Holes:  45 (Signature 18, Crossroads 18, Executive Nine)
Greens fee: Signature $25.95, Crossroads $20.95, Executive $9.95
Established: 1965, as the nine-hole Golden Tee Country Club. Re-established as Majestic Oaks Country Club in 1972 with 18 holes; expanded to 45 holes in 1991 with the addition of the Executive Nine and the South Course (now known as the Crossroads Course)
Architects: Charles Maddox designed the original 18; Garrett Gill and George B. Williams designed the Crossroads Course.
Notable: Suburban sprawl here (that is intended as a purely good-natured observation). Besides 45 holes of golf, Majestic Oaks features the 46th Hole Bar & Grill, a wedding-and-events center, a dinner theater, and even a winter boot hockey league operating out of the metal shed next to the pro shop that doubles as a warming house. More nuggets, taken from “Under the Majestic Oaks,” published in 2012: The three courses have a total of 118 bunkers, 72 of them on the Signature Course. Water comes into play on 31 holes. Mark Mueller had won 12 men’s club championships as of 2012.
One more thing: The person who founded Majestic Oaks as Golden Tee in 1965 has a direct and important connection to a lost course on the Highway 65 corridor. More on that in a week or two.

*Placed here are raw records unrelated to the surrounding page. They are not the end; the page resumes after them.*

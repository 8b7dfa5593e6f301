// SPDX-License-Identifier: Apache-2.0
// Copyright 2026 AuraIO Contributors


//! Buffer management for aura-file

use crate::error::{Error, Result};
use std::alloc::{self, Layout};
use std::fmt;
use std::ptr::NonNull;

/// Default buffer alignment (one page; suitable for O_DIRECT)
pub const DEFAULT_ALIGNMENT: usize = 4096;

/// Owned, zero-initialized, aligned heap buffer
///
/// Freed when dropped. The engine never allocates or frees buffers on the
/// caller's behalf; `Buffer` is a convenience for callers that want
/// page-aligned memory.
///
/// # Example
///
/// ```
/// use aura_file::Buffer;
///
/// let mut buf = Buffer::new(4096).unwrap();
/// buf.as_mut_slice()[..5].copy_from_slice(b"hello");
/// assert_eq!(&buf.as_slice()[..5], b"hello");
/// ```
pub struct Buffer {
    ptr: NonNull<u8>,
    layout: Layout,
}

// Safety: Buffer exclusively owns its allocation
unsafe impl Send for Buffer {}

impl Buffer {
    /// Allocate a page-aligned buffer of `size` bytes
    pub fn new(size: usize) -> Result<Self> {
        Self::with_alignment(size, DEFAULT_ALIGNMENT)
    }

    /// Allocate a buffer of `size` bytes aligned to `alignment`
    ///
    /// `alignment` must be a power of two; `size` must be non-zero.
    pub fn with_alignment(size: usize, alignment: usize) -> Result<Self> {
        if size == 0 {
            return Err(Error::InvalidArgument("buffer size must be non-zero"));
        }
        let layout = Layout::from_size_align(size, alignment)
            .map_err(|_| Error::InvalidArgument("invalid buffer alignment"))?;
        let ptr = unsafe { alloc::alloc_zeroed(layout) };
        NonNull::new(ptr)
            .map(|ptr| Self { ptr, layout })
            .ok_or(Error::Io(std::io::Error::from_raw_os_error(libc::ENOMEM)))
    }

    /// Get the buffer as a byte slice
    pub fn as_slice(&self) -> &[u8] {
        unsafe { std::slice::from_raw_parts(self.ptr.as_ptr(), self.layout.size()) }
    }

    /// Get the buffer as a mutable byte slice
    pub fn as_mut_slice(&mut self) -> &mut [u8] {
        unsafe { std::slice::from_raw_parts_mut(self.ptr.as_ptr(), self.layout.size()) }
    }

    /// Get the raw pointer to the buffer
    pub fn as_ptr(&self) -> *const u8 {
        self.ptr.as_ptr()
    }

    /// Get the buffer size
    pub fn len(&self) -> usize {
        self.layout.size()
    }

    /// Always false; zero-sized buffers cannot be allocated
    pub fn is_empty(&self) -> bool {
        self.layout.size() == 0
    }

    /// Alignment the buffer was allocated with
    pub fn alignment(&self) -> usize {
        self.layout.align()
    }

    /// Create a BufferRef covering the whole buffer
    pub fn to_ref(&self) -> BufferRef {
        BufferRef::from_raw_parts(self.ptr.as_ptr(), self.layout.size())
    }
}

impl Drop for Buffer {
    fn drop(&mut self) {
        unsafe { alloc::dealloc(self.ptr.as_ptr(), self.layout) };
    }
}

impl fmt::Debug for Buffer {
    fn fmt(&self, f: &mut fmt::Formatter<'_>) -> fmt::Result {
        f.debug_struct("Buffer")
            .field("ptr", &self.ptr)
            .field("len", &self.layout.size())
            .field("align", &self.layout.align())
            .finish()
    }
}

impl AsRef<[u8]> for Buffer {
    fn as_ref(&self) -> &[u8] {
        self.as_slice()
    }
}

impl AsMut<[u8]> for Buffer {
    fn as_mut(&mut self) -> &mut [u8] {
        self.as_mut_slice()
    }
}

/// Pointer/length pair naming the memory of one I/O request
///
/// A small `Copy` value with no lifetime: the compiler cannot check that
/// the memory outlives the request. Submitting a `BufferRef` is therefore
/// `unsafe`; the memory must stay valid (and, for reads, unaliased) until
/// the request's completion callback has run.
#[derive(Clone, Copy, PartialEq, Eq)]
pub struct BufferRef {
    ptr: *mut u8,
    len: usize,
}

impl fmt::Debug for BufferRef {
    fn fmt(&self, f: &mut fmt::Formatter<'_>) -> fmt::Result {
        f.debug_struct("BufferRef")
            .field("ptr", &self.ptr)
            .field("len", &self.len)
            .finish()
    }
}

impl BufferRef {
    /// Create a buffer reference from a raw pointer and length
    pub fn from_raw_parts(ptr: *mut u8, len: usize) -> Self {
        Self { ptr, len }
    }

    /// Create a buffer reference from a byte slice (write source)
    pub fn from_slice(slice: &[u8]) -> Self {
        Self::from_raw_parts(slice.as_ptr() as *mut u8, slice.len())
    }

    /// Create a buffer reference from a mutable byte slice (read target)
    pub fn from_mut_slice(slice: &mut [u8]) -> Self {
        Self::from_raw_parts(slice.as_mut_ptr(), slice.len())
    }

    /// Start of the referenced memory
    pub fn as_ptr(&self) -> *const u8 {
        self.ptr
    }

    /// Start of the referenced memory, mutably
    pub fn as_mut_ptr(&self) -> *mut u8 {
        self.ptr
    }

    /// Length in bytes
    pub fn len(&self) -> usize {
        self.len
    }

    /// Whether the reference covers zero bytes
    pub fn is_empty(&self) -> bool {
        self.len == 0
    }

    /// View the referenced memory as a slice
    ///
    /// # Safety
    ///
    /// The memory must still be valid and not mutably aliased for `'a`.
    pub unsafe fn as_slice<'a>(&self) -> &'a [u8] {
        if self.len == 0 {
            return &[];
        }
        unsafe { std::slice::from_raw_parts(self.ptr, self.len) }
    }
}

impl From<&Buffer> for BufferRef {
    fn from(buf: &Buffer) -> Self {
        buf.to_ref()
    }
}

impl From<&mut Buffer> for BufferRef {
    fn from(buf: &mut Buffer) -> Self {
        buf.to_ref()
    }
}

impl<'a> From<&'a [u8]> for BufferRef {
    fn from(slice: &'a [u8]) -> Self {
        Self::from_slice(slice)
    }
}

impl<'a> From<&'a mut [u8]> for BufferRef {
    fn from(slice: &'a mut [u8]) -> Self {
        Self::from_mut_slice(slice)
    }
}

#[cfg(test)]
mod tests {
    use super::*;

    #[test]
    fn test_buffer_allocate() {
        let buf = Buffer::new(4096).unwrap();
        assert_eq!(buf.len(), 4096);
        assert!(!buf.is_empty());
        assert_eq!(buf.as_ptr() as usize % DEFAULT_ALIGNMENT, 0);
        assert!(buf.as_slice().iter().all(|&b| b == 0));
    }

    #[test]
    fn test_buffer_custom_alignment() {
        let buf = Buffer::with_alignment(100, 512).unwrap();
        assert_eq!(buf.len(), 100);
        assert_eq!(buf.alignment(), 512);
        assert_eq!(buf.as_ptr() as usize % 512, 0);
    }

    #[test]
    fn test_buffer_rejects_bad_arguments() {
        assert!(matches!(Buffer::new(0), Err(Error::InvalidArgument(_))));
        assert!(matches!(
            Buffer::with_alignment(64, 3),
            Err(Error::InvalidArgument(_))
        ));
    }

    #[test]
    fn test_buffer_as_mut_slice() {
        let mut buf = Buffer::new(16).unwrap();
        buf.as_mut_slice().copy_from_slice(b"0123456789abcdef");
        assert_eq!(buf.as_ref(), b"0123456789abcdef");
    }

    #[test]
    fn test_bufferref_from_buffer() {
        let buf = Buffer::new(8192).unwrap();
        let r: BufferRef = (&buf).into();
        assert_eq!(r.len(), 8192);
        assert_eq!(r.as_ptr(), buf.as_ptr());
    }

    #[test]
    fn test_bufferref_from_slices() {
        let data = [1u8, 2, 3];
        let r = BufferRef::from(&data[..]);
        assert_eq!(r.len(), 3);
        assert_eq!(unsafe { r.as_slice() }, &[1, 2, 3]);

        let mut out = [0u8; 5];
        let r = BufferRef::from(&mut out[..]);
        assert_eq!(r.len(), 5);
        assert_eq!(r.as_mut_ptr(), out.as_mut_ptr());
    }

    #[test]
    fn test_bufferref_empty() {
        let r = BufferRef::from_raw_parts(std::ptr::null_mut(), 0);
        assert!(r.is_empty());
        assert!(unsafe { r.as_slice() }.is_empty());
    }

    #[test]
    fn test_bufferref_copy_eq() {
        let buf = Buffer::new(64).unwrap();
        let a = buf.to_ref();
        let b = a;
        assert_eq!(a, b);
        assert!(format!("{:?}", a).contains("len: 64"));
    }
}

Viking Meadows, East Bethel

vikingmeadows18
First hole, Viking Meadows, 344 yards, par 4

Holes: 18 (if you go online and see a reference to an executive nine, ignore it. That course was shut down a few years ago.)
Greens fee: $22
Established: 1989
Architect: Ron Olson (source: GolfDigest.com)
Notable: I got nothing. Sorry, but really almost nothing at all. I had time to spend only 10 minutes on the grounds and saw trees, relatively few bunkers and fairly ordinary greensites. That’s neither criticism nor endorsement. Would be glad to hear from someone who knows more about the place.

Sanbrook, Isanti

sanbrook
Toward the ninth green at Sanbrook. I think. Maybe. Could be wrong. Just not a lot of definition out there.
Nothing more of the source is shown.